By now you’ve heard that there’s a bill being pushed through the bowels of the legislature that will allow the City of Tampa to “own” the wastewater it reclaims. No? Well, there is such a bill, and it stinks.
Why? I’ll try to explain.
The bill, HB 639 sponsored by Representative Dana D. Young (R) Tampa, does a number of things to change how the state views the ownership of wastewater throughout the state which has been treated and declared reclaimed by the Florida department of Environmental Regulation. (The bill is co-sponsored by James W. “J.W.” Grant (R) Hillsborough , Ray Pilon, (R) Sarasota, and Janet Cruz, (D) Hillsborough.
To be clear, this would be the same water taken primarily from the Hillsborough River, in Tampa’s case, and used to flush all the human and other unthinkable wastes the city’s residents produce from their bathrooms and industrial discharges and carry it via pumps and pipes for “treatment” to the city’s Howard F. Curren Advanced Wastewater Treatment Plant at Hooker’s Point.
Each day, the city produces 55 - 60 million gallons per day of this highly treated former Hillsborough River water and each day it dumps it all back into the river and thus into Tampa Bay. It can’t do anything else with it right now because under Florida Law it continues to be considered “waters in the state,” a public resource, thus requiring a permit from the Southwest Florida Water Management District Florida Department of Environmental Protection to dispose of it any other way. And, this is the way it needs to stay.

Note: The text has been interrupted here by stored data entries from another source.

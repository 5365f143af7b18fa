//! Dense cost graph over a courier's points of interest.

use std::collections::HashSet;

use crate::network::IntersectionId;
use crate::traits::CostGraph;

/// Cost of a pair with no known path. Larger than any real cost.
pub const INFEASIBLE: f64 = f64::MAX;

/// Complete directed graph over distinct intersection ids.
///
/// Vertex `i` stands for the `i`-th distinct id in first-seen order. Costs
/// start at [`INFEASIBLE`] off the diagonal and 0 on it.
#[derive(Debug, Clone, PartialEq)]
pub struct CompleteCostGraph {
    vertices: Vec<IntersectionId>,
    costs: Vec<f64>,
}

impl CompleteCostGraph {
    /// Builds a graph over `ids`, dropping duplicates.
    pub fn new(ids: impl IntoIterator<Item = IntersectionId>) -> Self {
        let mut seen = HashSet::new();
        let vertices: Vec<IntersectionId> = ids.into_iter().filter(|id| seen.insert(*id)).collect();
        let n = vertices.len();
        let mut costs = vec![INFEASIBLE; n * n];
        for i in 0..n {
            costs[i * n + i] = 0.0;
        }
        Self { vertices, costs }
    }

    /// Builds a graph from explicit cost rows.
    ///
    /// Returns `None` if the ids are not distinct or the rows are not a
    /// square matrix matching them. Diagonal entries are forced to 0.
    pub fn from_rows(vertices: Vec<IntersectionId>, rows: &[Vec<f64>]) -> Option<Self> {
        let mut graph = Self::new(vertices.iter().copied());
        if graph.vertex_count() != vertices.len() || rows.len() != vertices.len() {
            return None;
        }
        for (i, row) in rows.iter().enumerate() {
            if row.len() != vertices.len() {
                return None;
            }
            for (j, &cost) in row.iter().enumerate() {
                graph.set_cost(i, j, cost);
            }
        }
        Some(graph)
    }

    /// Intersection id of vertex `i`.
    pub fn vertex_id(&self, i: usize) -> Option<IntersectionId> {
        self.vertices.get(i).copied()
    }

    /// Index of the vertex standing for `id`.
    pub fn index_of(&self, id: IntersectionId) -> Option<usize> {
        self.vertices.iter().position(|&vertex| vertex == id)
    }

    /// Returns the intersection ids, indexed like the vertices.
    pub fn vertices(&self) -> &[IntersectionId] {
        &self.vertices
    }

    /// Sets the cost of `i -> j`.
    ///
    /// Diagonal and out-of-range writes are ignored and return false.
    pub fn set_cost(&mut self, i: usize, j: usize, cost: f64) -> bool {
        let n = self.vertices.len();
        if i >= n || j >= n || i == j {
            return false;
        }
        self.costs[i * n + j] = cost;
        true
    }

    /// Whether a real path is known from `i` to `j`.
    pub fn is_reachable(&self, i: usize, j: usize) -> bool {
        self.cost(i, j).is_some_and(|cost| cost < INFEASIBLE)
    }
}

impl CostGraph for CompleteCostGraph {
    fn vertex_count(&self) -> usize {
        self.vertices.len()
    }

    fn cost(&self, i: usize, j: usize) -> Option<f64> {
        let n = self.vertices.len();
        if i >= n || j >= n {
            return None;
        }
        Some(self.costs[i * n + j])
    }

    fn adjacent(&self, i: usize, j: usize) -> bool {
        let n = self.vertices.len();
        i < n && j < n && i != j
    }
}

It’s not that the city can’t do anything else with it. It’s just that the city can’t do it without a permit from SWFWMD DEP.
Under current Florida law, reclaimed water is an alternative water source that is included in the statutory definition of “water” or “waters in the state.” Thus, reclaimed water is currently considered a public resource. Florida law recognizes only a right to the “beneficial use” of waters in the state, including reclaimed water, subject to statutory and administrative permitting requirements. As such, reclaimed water is not legally considered the property of or exclusively controlled by an entity that produces it.
This, says the city, is too constraining and controlling. Why shouldn’t the city be able to actually own and do what it wants with this water which costs so much to treat to state standards?
A reasonable question.
Fortunately, there’s not too much concern about most of HB 639. With the exception of that one certain provision pertaining to what I believe is virtually equivalent to "ownership," it is generally supported by many special interests including environmentalists. The concern here is about what the City of Tampa, and only the City of Tampa, wants added to the more acceptable provisions of the bill. This is where those who understand the nuances and vagaries of Florida Law say the bill can do real damage to how the state assures reclaimed wastewater remains a critical part of Florida’s comprehensive water resource management equation.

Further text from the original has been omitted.